In a fiercely competitive field featuring the last two Games champions—Sam Briggs and Annie Thorisdottir—Odinsdottir isn’t hiding her ambition for 2014.
“Of course I want to go to the Games,” she said. “It is going to be very hard because there are only three spots, but it is going to be hard for Sam and Annie, as well … It will be very close.”
Born and raised in Iceland and now living and training in Stockholm, Sweden, the former gymnast battled to continue competing after developing a serious back injury at age 12.
“I was born with a poor plate between the last vertebrae and when a heavy load is imposed on the lower back, it reduces the water in the disc and the vertebrae begin to slide forward,” she said.
The pressure led to severe pain in her lower back that extended down into her legs. Odinsdottir chose to continue with gymnastics, albeit in severe pain.
In some ways, the decision paid off.
She was part of the Iceland team that took gold at the 2010 European Championships. It wasn’t until she moved to Sweden at age 22 that she traded gymnastics for CrossFit. She decided to try it after meeting Games athlete Númi Snær Katrínarson.
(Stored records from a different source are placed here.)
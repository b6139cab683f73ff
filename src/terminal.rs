use std::io::{self, Stdout};
use std::panic;

use crossterm::{
    ExecutableCommand,
    event::{DisableMouseCapture, EnableMouseCapture},
    terminal::{EnterAlternateScreen, LeaveAlternateScreen, disable_raw_mode, enable_raw_mode},
};
use ratatui::{Terminal, backend::CrosstermBackend};

pub type AppTerminal = Terminal<CrosstermBackend<Stdout>>;

pub fn init() -> io::Result<AppTerminal> {
    setup_panic_hook();
    enable_raw_mode()?;
    io::stdout().execute(EnterAlternateScreen)?;
    // The board variant answers by dragging across the letter grid.
    io::stdout().execute(EnableMouseCapture)?;
    Terminal::new(CrosstermBackend::new(io::stdout()))
}

pub fn restore() -> io::Result<()> {
    disable_raw_mode()?;
    io::stdout().execute(DisableMouseCapture)?;
    io::stdout().execute(LeaveAlternateScreen)?;
    Ok(())
}

fn setup_panic_hook() {
    let original_hook = panic::take_hook();
    panic::set_hook(Box::new(move |panic_info| {
        let _ = disable_raw_mode();
        let _ = io::stdout().execute(DisableMouseCapture);
        let _ = io::stdout().execute(LeaveAlternateScreen);
        original_hook(panic_info);
    }));
}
Overall, Odinsdottir’s health has improved.
“They always told me, ‘If you can bear the pain, you can keep going,’ but I got tired of feeling the pain all the time,” she said. “All the traveling was exhausting. I couldn’t sit for 20 minutes. It was bad when I slept, as well.”
“I tried to quit and not do anything, but that didn’t help at all,” she added. “I found CrossFit and I had to be really careful, but it helped. I grew stronger.”
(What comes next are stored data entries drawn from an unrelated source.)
mod error;
mod feedback;
mod question;
mod result;

use ratatui::{
    prelude::*,
    widgets::{Block, Paragraph},
};

pub use question::{board_cell_at, board_grid_rect};

use crate::session::{Phase, SessionController};

pub fn render(frame: &mut Frame, session: &SessionController, result_scroll: usize) {
    let area = frame.area();
    frame.render_widget(Block::default().bg(Color::Reset), area);

    match session.phase() {
        Phase::Loading => render_loading(frame, area),
        Phase::Answering => question::render(frame, area, session),
        Phase::Feedback(feedback) => feedback::render(frame, area, feedback),
        Phase::Finished => result::render(frame, area, session, result_scroll),
        Phase::Error(error) => error::render(frame, area, error),
    }
}

fn render_loading(frame: &mut Frame, area: Rect) {
    let chunks = Layout::vertical([
        Constraint::Fill(1),
        Constraint::Length(1),
        Constraint::Fill(1),
    ])
    .split(area);

    let widget = Paragraph::new("loading quiz ...")
        .alignment(Alignment::Center)
        .fg(Color::DarkGray);
    frame.render_widget(widget, chunks[1]);
}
Odinsdottir then met Svante Berg, “a wonderful doctor,” she said. He introduced her to the idea of a new surgery he believed could help her.
“He came with a solution that I had not heard before,” Odinsdottir said. “He would cut me from the front and take out the bad disc and create a new and better one. Than he would move back the vertebrae (L5) and screw it to the vertebrae above (L4) and also to my hips. He then said that if all would go well, I would be able to train CrossFit full-on after I have recovered.”
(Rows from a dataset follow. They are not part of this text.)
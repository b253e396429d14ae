//! Equations of state: density deviation to pressure.

use serde::{Deserialize, Serialize};

/// Pressure/density relation.
#[derive(Debug, Clone, Copy, PartialEq, Default, Serialize, Deserialize)]
#[serde(tag = "kind")]
pub enum EquationOfState {
    /// `P = k * (rho - rho0)`
    #[default]
    Linear,
    /// Tait (weakly compressible) form, `P = (k * rho0 / gamma) * ((rho / rho0)^gamma - 1)`.
    ///
    /// Linearizes to the `Linear` law around rest density.
    Tait {
        /// Tait exponent, 7 for water
        gamma: f32,
    },
}

/// What to do with pressure below zero (density under rest density).
#[derive(Debug, Clone, Copy, PartialEq, Eq, Default, Serialize, Deserialize)]
pub enum PressurePolicy {
    /// Clamp to `>= 0`; under-dense regions exert no attraction.
    #[default]
    ClampNonNegative,
    /// Keep negative pressure (tension).
    Signed,
}

impl EquationOfState {
    /// Evaluate pressure for `density` under this law and `policy`.
    ///
    /// # Arguments
    /// * `density` - Current density rho.
    /// * `rest_density` - Reference rest density rho0.
    /// * `stiffness` - Gas constant / stiffness k.
    /// * `policy` - Sign policy applied to the raw pressure.
    #[inline]
    pub fn pressure(&self, density: f32, rest_density: f32, stiffness: f32, policy: PressurePolicy) -> f32 {
        let raw = match *self {
            EquationOfState::Linear => linear_eos(density, rest_density, stiffness),
            EquationOfState::Tait { gamma } => tait_eos(density, rest_density, stiffness, gamma),
        };
        match policy {
            PressurePolicy::ClampNonNegative => raw.max(0.0),
            PressurePolicy::Signed => raw,
        }
    }
}

/// Linear equation of state, `P = k * (rho - rho0)`.
///
/// Negative (tension) when `density < rest_density`.
pub fn linear_eos(density: f32, rest_density: f32, stiffness: f32) -> f32 {
    stiffness * (density - rest_density)
}

/// Tait equation of state.
///
/// ```text
/// P = B * ((rho / rho0)^gamma - 1),   B = k * rho0 / gamma
/// ```
///
/// Negative (tension) when `density < rest_density`.
pub fn tait_eos(density: f32, rest_density: f32, stiffness: f32, gamma: f32) -> f32 {
    let b = stiffness * rest_density / gamma;
    let ratio = density / rest_density;
    b * (ratio.powf(gamma) - 1.0)
}

#[cfg(test)]
mod tests {
    use super::*;

    #[test]
    fn zero_at_rest_density() {
        assert_eq!(linear_eos(1000.0, 1000.0, 3.0), 0.0);
        let p = tait_eos(1000.0, 1000.0, 3.0, 7.0);
        assert!(p.abs() < 1.0e-3, "pressure at rest density should be ~0, got {p}");
    }

    #[test]
    fn positive_when_compressed() {
        assert!(linear_eos(1010.0, 1000.0, 3.0) > 0.0);
        assert!(tait_eos(1010.0, 1000.0, 3.0, 7.0) > 0.0);
    }

    #[test]
    fn clamp_policy_removes_tension() {
        let eos = EquationOfState::Linear;
        let clamped = eos.pressure(990.0, 1000.0, 3.0, PressurePolicy::ClampNonNegative);
        let signed = eos.pressure(990.0, 1000.0, 3.0, PressurePolicy::Signed);
        assert_eq!(clamped, 0.0);
        assert!((signed + 30.0).abs() < 1.0e-3, "signed pressure = {signed}");
    }

    #[test]
    fn tait_matches_linear_near_rest() {
        let rho0 = 1000.0;
        let k = 2.0;
        let tait = tait_eos(1000.5, rho0, k, 7.0);
        let linear = linear_eos(1000.5, rho0, k);
        assert!((tait - linear).abs() / linear < 0.01, "tait={tait}, linear={linear}");
    }

    #[test]
    fn serde_tagged_form() {
        let eos: EquationOfState = serde_json::from_str(r#"{ "kind": "Tait", "gamma": 7.0 }"#).unwrap();
        assert_eq!(eos, EquationOfState::Tait { gamma: 7.0 });
        let linear: EquationOfState = serde_json::from_str(r#"{ "kind": "Linear" }"#).unwrap();
        assert_eq!(linear, EquationOfState::Linear);
    }
}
The success of the invasive procedure was immediate.
“When I woke up from the surgery, I felt the pain was gone,” she said. “Now I don’t feel anything.”
The 2013 Open was just six months after Odinsdottir’s operation, and although she said she “took it easy,” she still managed to qualify for regionals. But she decided to give up her spot, fearing the pressure of competing against the best in Europe could lead her to push too hard.
“It was a really hard decision to make,” she said, “but I spoke to my doctor and decided to rest. I was confident I had it in me to qualify again.”
Now, 26-year-old Odinsdottir is a full-time coach at CrossFit Nordic while also working on CrossFit’s gymnastics seminar staff. She has her mind firmly set on challenging for a podium spot at the Europe Regional.
“(Open Workout) 14.1 wasn’t my best,” she said. “Double-unders and snatch were a lot of mind work. That’s my hard part—to keep on going when I am tired and not give up—that’s my weakness.”
“I can do the movements and I have good technical ability, but it is in my head,” she added.
She said 14.4 is one of her favorites.
Odinsdottir’s coach at CrossFit Nordic, Rickard Walèn, said Odinsdottir has a realistic chance of making it to the Games this year.
“She tends to do a lot more than you can expect from her at competitions,” he said. “My professional guess is that she has a good chance.”
“She has really high expectations to perform. She is down to earth and has a big heart,” he added.
In addition to the advantages that come with a gymnastics background, Odinsdottir can also rely on both her physical strength and her desire.
“She is ridiculously strong,” Walèn said. “And she has a fire in her eyes. She wants to win.”